Paul worked his charms on me when I was a very new member of parliament. Not

long after I was elected in 1990, Paul invited me to dinner at the Charcoal

Grill. I think it was like an initiation rite that he practised on new MP’s.

Because anyone who has ever been to the Charcoal knows that its specialties

are red meat and lots of it, and red wine and lots of it.

There were only two of us at dinner. After the first and second bottles we

decided I had a great political future.

After the next two we decided Paul had five or six Walkleys left in him. And

after that I can’t remember much that we decided at all. Except that my office

rang me to get a press release. And Paul took the phone and dictated a statement

on corporations law that was put out as my press release, was considered quite

successful, and widely reported the next day.

And he told me that there were only three famous people that went to Camberwell

High School and one was Brian Naylor, the famous GTV 9 Newsreader, and one was

him and the other was Kylie Minogue who was a Pop star. And he was half in television

and half a Pop star. And I wondered if he were some kind of love child between

Brian and Kylie. But he said he wasn’t with a touch of melancholy. And maybe

I would like to read a great novel called Dream Run by his wife, Dorothy Horsfield,

because it was going to beat all the best sellers here in Australia. And I wondered

if we had another Dostoyevsky on our hands.

And after all that he drove me back to Parliament House in a beat up 1978 Kingswood

Station Wagon, which he called the Golden Holden.

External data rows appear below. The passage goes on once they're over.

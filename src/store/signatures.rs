use super::{inserted_id, optional_timestamp, parsed, timestamp, to_timestamp};
use crate::error::{Result, is_unique_violation};
use crate::model::{Role, SignatureGrant, SignatureRecord, SignatureTarget, TargetType, UserId};
use chrono::{DateTime, Utc};
use sqlx::any::AnyRow;
use sqlx::{AnyConnection, Row};

fn target(row: &AnyRow) -> Result<SignatureTarget, sqlx::Error> {
    Ok(SignatureTarget::new(
        parsed::<TargetType>(row, "target_type")?,
        row.try_get("target_id")?,
    ))
}

fn record_from_row(row: &AnyRow) -> Result<SignatureRecord, sqlx::Error> {
    Ok(SignatureRecord {
        id: row.try_get("id")?,
        target: target(row)?,
        signer_role: parsed(row, "signer_role")?,
        signer: row.try_get::<Option<i64>, _>("signer_id")?.map(UserId),
        payload: row.try_get("payload")?,
        signed_at: timestamp(row, "signed_at")?,
    })
}

fn grant_from_row(row: &AnyRow) -> Result<SignatureGrant, sqlx::Error> {
    Ok(SignatureGrant {
        id: row.try_get("id")?,
        token: row.try_get("token")?,
        target: target(row)?,
        signer_role: parsed(row, "signer_role")?,
        signer_email: row.try_get("signer_email")?,
        expires_at: timestamp(row, "expires_at")?,
        consumed_at: optional_timestamp(row, "consumed_at")?,
    })
}

/// Insert a signature. Returns `None` if the target already carries a
/// signature for this role.
pub async fn insert(
    conn: &mut AnyConnection,
    target: SignatureTarget,
    role: Role,
    signer: Option<UserId>,
    payload: &str,
    now: DateTime<Utc>,
) -> Result<Option<i64>> {
    let result = sqlx::query(
        "INSERT INTO signatures (target_type, target_id, signer_role, signer_id, payload, signed_at)
         VALUES (?, ?, ?, ?, ?, ?)",
    )
    .bind(target.target_type().as_str())
    .bind(target.id())
    .bind(role.as_str())
    .bind(signer.map(|s| s.0))
    .bind(payload.to_owned())
    .bind(to_timestamp(now))
    .execute(&mut *conn)
    .await;
    match result {
        Ok(result) => Ok(Some(inserted_id(conn, &result, "signature").await?)),
        Err(e) if is_unique_violation(&e) => Ok(None),
        Err(e) => Err(e.into()),
    }
}

pub async fn for_target(conn: &mut AnyConnection, target: SignatureTarget) -> Result<Vec<SignatureRecord>> {
    sqlx::query(
        "SELECT id, target_type, target_id, signer_role, signer_id, payload, signed_at
         FROM signatures WHERE target_type = ? AND target_id = ? ORDER BY signed_at, id",
    )
    .bind(target.target_type().as_str())
    .bind(target.id())
    .fetch_all(&mut *conn)
    .await?
    .iter()
    .map(|row| Ok(record_from_row(row)?))
    .collect()
}

pub async fn signed_roles(conn: &mut AnyConnection, target: SignatureTarget) -> Result<Vec<Role>> {
    Ok(for_target(conn, target)
        .await?
        .into_iter()
        .map(|s| s.signer_role)
        .collect())
}

pub async fn clear(conn: &mut AnyConnection, target: SignatureTarget) -> Result<u64> {
    let result = sqlx::query("DELETE FROM signatures WHERE target_type = ? AND target_id = ?")
        .bind(target.target_type().as_str())
        .bind(target.id())
        .execute(&mut *conn)
        .await?;
    Ok(result.rows_affected())
}

pub async fn insert_grant(
    conn: &mut AnyConnection,
    token: &str,
    target: SignatureTarget,
    role: Role,
    email: &str,
    expires_at: DateTime<Utc>,
) -> Result<SignatureGrant> {
    let result = sqlx::query(
        "INSERT INTO signature_grants (token, target_type, target_id, signer_role, signer_email,
            expires_at)
         VALUES (?, ?, ?, ?, ?, ?)",
    )
    .bind(token.to_owned())
    .bind(target.target_type().as_str())
    .bind(target.id())
    .bind(role.as_str())
    .bind(email.to_owned())
    .bind(to_timestamp(expires_at))
    .execute(&mut *conn)
    .await?;
    let id = inserted_id(conn, &result, "signature grant").await?;
    Ok(SignatureGrant {
        id,
        token: token.to_owned(),
        target,
        signer_role: role,
        signer_email: email.to_owned(),
        expires_at,
        consumed_at: None,
    })
}

pub async fn find_grant(conn: &mut AnyConnection, token: &str) -> Result<Option<SignatureGrant>> {
    Ok(sqlx::query(
        "SELECT id, token, target_type, target_id, signer_role, signer_email, expires_at,
            consumed_at
         FROM signature_grants WHERE token = ?",
    )
    .bind(token.to_owned())
    .fetch_optional(&mut *conn)
    .await?
    .map(|row| grant_from_row(&row))
    .transpose()?)
}

/// Mark the grant as used. Returns `false` if it had been consumed already.
pub async fn consume_grant(conn: &mut AnyConnection, id: i64, now: DateTime<Utc>) -> Result<bool> {
    let result = sqlx::query(
        "UPDATE signature_grants SET consumed_at = ? WHERE id = ? AND consumed_at IS NULL",
    )
    .bind(to_timestamp(now))
    .bind(id)
    .execute(&mut *conn)
    .await?;
    Ok(result.rows_affected() == 1)
}

/// Mark every unused grant of the target as consumed, so that it can no
/// longer be redeemed. Returns the number of grants voided.
pub async fn void_grants(
    conn: &mut AnyConnection,
    target: SignatureTarget,
    now: DateTime<Utc>,
) -> Result<u64> {
    let result = sqlx::query(
        "UPDATE signature_grants SET consumed_at = ?
         WHERE target_type = ? AND target_id = ? AND consumed_at IS NULL",
    )
    .bind(to_timestamp(now))
    .bind(target.target_type().as_str())
    .bind(target.id())
    .execute(&mut *conn)
    .await?;
    Ok(result.rows_affected())
}
use eyre::WrapErr;
use serde::Deserialize;

#[derive(Debug, Deserialize)]
#[serde(deny_unknown_fields)]
pub struct Config {
    pub database: DatabaseConfig,
    #[serde(default)]
    pub signatures: SignatureConfig,
    #[serde(default)]
    pub documents: DocumentConfig,
    #[serde(default)]
    pub reminders: ReminderConfig,
}

#[derive(Debug, Deserialize)]
#[serde(deny_unknown_fields)]
pub struct DatabaseConfig {
    pub url: String,
}

#[derive(Clone, Debug, Deserialize)]
#[serde(default, deny_unknown_fields)]
pub struct SignatureConfig {
    pub grant_expiry_hours: u32,
    pub require_admin_signature: bool,
}

impl Default for SignatureConfig {
    fn default() -> Self {
        SignatureConfig {
            grant_expiry_hours: 72,
            require_admin_signature: true,
        }
    }
}

#[derive(Clone, Debug, Deserialize)]
#[serde(default, deny_unknown_fields)]
pub struct DocumentConfig {
    pub prefix: String,
}

impl Default for DocumentConfig {
    fn default() -> Self {
        DocumentConfig {
            prefix: "documents".to_owned(),
        }
    }
}

#[derive(Clone, Debug, Deserialize)]
#[serde(default, deny_unknown_fields)]
pub struct ReminderConfig {
    pub signature_after_days: u32,
    pub acceptance_after_days: u32,
    pub deadline_days_before: u32,
}

impl Default for ReminderConfig {
    fn default() -> Self {
        ReminderConfig {
            signature_after_days: 3,
            acceptance_after_days: 2,
            deadline_days_before: 3,
        }
    }
}

impl Config {
    pub fn load(file_name: &str) -> eyre::Result<Config> {
        let content = std::fs::read_to_string(file_name)
            .wrap_err_with(|| format!("cannot load configuration file {file_name}"))?;
        Config::parse(&content).wrap_err_with(|| format!("cannot parse configuration file {file_name}"))
    }

    pub fn parse(content: &str) -> eyre::Result<Config> {
        Ok(toml::from_str(content)?)
    }
}

#[cfg(test)]
mod tests {
    use super::*;

    #[test]
    fn test_defaults() {
        let config = Config::parse("[database]\nurl = \"sqlite::memory:\"\n").unwrap();
        assert_eq!(config.database.url, "sqlite::memory:");
        assert_eq!(config.signatures.grant_expiry_hours, 72);
        assert!(config.signatures.require_admin_signature);
        assert_eq!(config.documents.prefix, "documents");
        assert_eq!(config.reminders.signature_after_days, 3);
    }

    #[test]
    fn test_overrides() {
        let config = Config::parse(
            r#"
            [database]
            url = "mysql://monitoria@localhost/monitoria"

            [signatures]
            require_admin_signature = false

            [reminders]
            acceptance_after_days = 5
            "#,
        )
        .unwrap();
        assert!(!config.signatures.require_admin_signature);
        assert_eq!(config.signatures.grant_expiry_hours, 72);
        assert_eq!(config.reminders.acceptance_after_days, 5);
        assert_eq!(config.reminders.deadline_days_before, 3);
    }

    #[test]
    fn test_rejects_unknown_keys() {
        assert!(Config::parse("[database]\nurl = \"x\"\nuser = \"y\"\n").is_err());
        assert!(Config::parse("[signatures]\ngrant_expiry_hours = 1\n").is_err());
    }
}
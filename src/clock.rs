use chrono::{DateTime, Utc};

/// Source of the current time for lifecycle timestamps and deadlines.
pub trait Clock: Send + Sync {
    fn now(&self) -> DateTime<Utc>;
}

pub struct SystemClock;

impl Clock for SystemClock {
    fn now(&self) -> DateTime<Utc> {
        Utc::now()
    }
}

#[cfg(test)]
pub use self::manual::ManualClock;

#[cfg(test)]
mod manual {
    use super::Clock;
    use chrono::{DateTime, TimeDelta, Utc};
    use std::sync::Mutex;

    pub struct ManualClock(Mutex<DateTime<Utc>>);

    impl ManualClock {
        pub fn new(start: DateTime<Utc>) -> ManualClock {
            ManualClock(Mutex::new(start))
        }

        pub fn advance(&self, delta: TimeDelta) {
            *self.0.lock().unwrap() += delta;
        }
    }

    impl Clock for ManualClock {
        fn now(&self) -> DateTime<Utc> {
            *self.0.lock().unwrap()
        }
    }
}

The next day I came into the building and I rang up Paul to thank him for dinner

but his Bureau told me that Paul wasn’t well and wouldn’t be coming in that

day.

There was another time we had lunch and after it he took me around to his house

in the Golden Holden, because he wanted to do extensions and wasn’t sure what

was going to happen to the real estate market in Canberra and interest rates,

and perhaps I had a view on whether he should sell or renovate. It was by no

means the last of my memorable dining engagements with Paul. I miss them, and

I’m sure many others do too.

Now Paul was a bit of a tariff man and that meant he didn’t altogether approve

of my economic policy. You will see in one of his speeches in this book that

he had a shot at me in a speech to a Gold Miners’ dinner. Well, the gold price

today is around US $295 and if you sold at $355 per ounce that is $60 per ounce

better than the market and there are a lot of ounces in 167 tonnes, not to say

the compound earnings over the last 5 years. But the infuriating thing is that

the way he tells the story you could nearly be led to believe it all happened

the way he said it did. He could get you in. And he would not have had to try

too hard at that audience. Which made him very good and very dangerous.

Michael Kinsley, an American political analyst, is responsible for saying,

“A gaffe occurs not when a politician lies, but when he tells the truth.”

Paul was always probing for gaffes. What is Australia’s GDP he would ask. And

you knew you had seen a yorker bowled on middle stump.

One of my favourite political writers, Peggy Noonan, says modern political

journalism is a protection racket. She quoted veteran Washington journalist

Robert Novak telling an assistant: “in this town you’re either a source

or a target.” Peggy says this means:- you talk or you die.

Well, we talk and we die. And in between, live and love and make mistakes and

do some good. And our lives interweave in all sorts of interesting ways. At

least Paul’s untimely death meant that his friends and colleagues got the chance

to reflect on his life, to remember him at the peak of his powers and to write

this memoir. Perhaps too, we all got the chance to reflect a bit on our lives.

And I hope that is for the better.

And the Press Award that is to be inaugurated in Paul’s name will, I hope,

be prestigious. And young journalists will sit at the `Charcoal’ discussing

how many Lynehams they have left in them. And remember how human they are –

we are – and what goes to make a better political culture.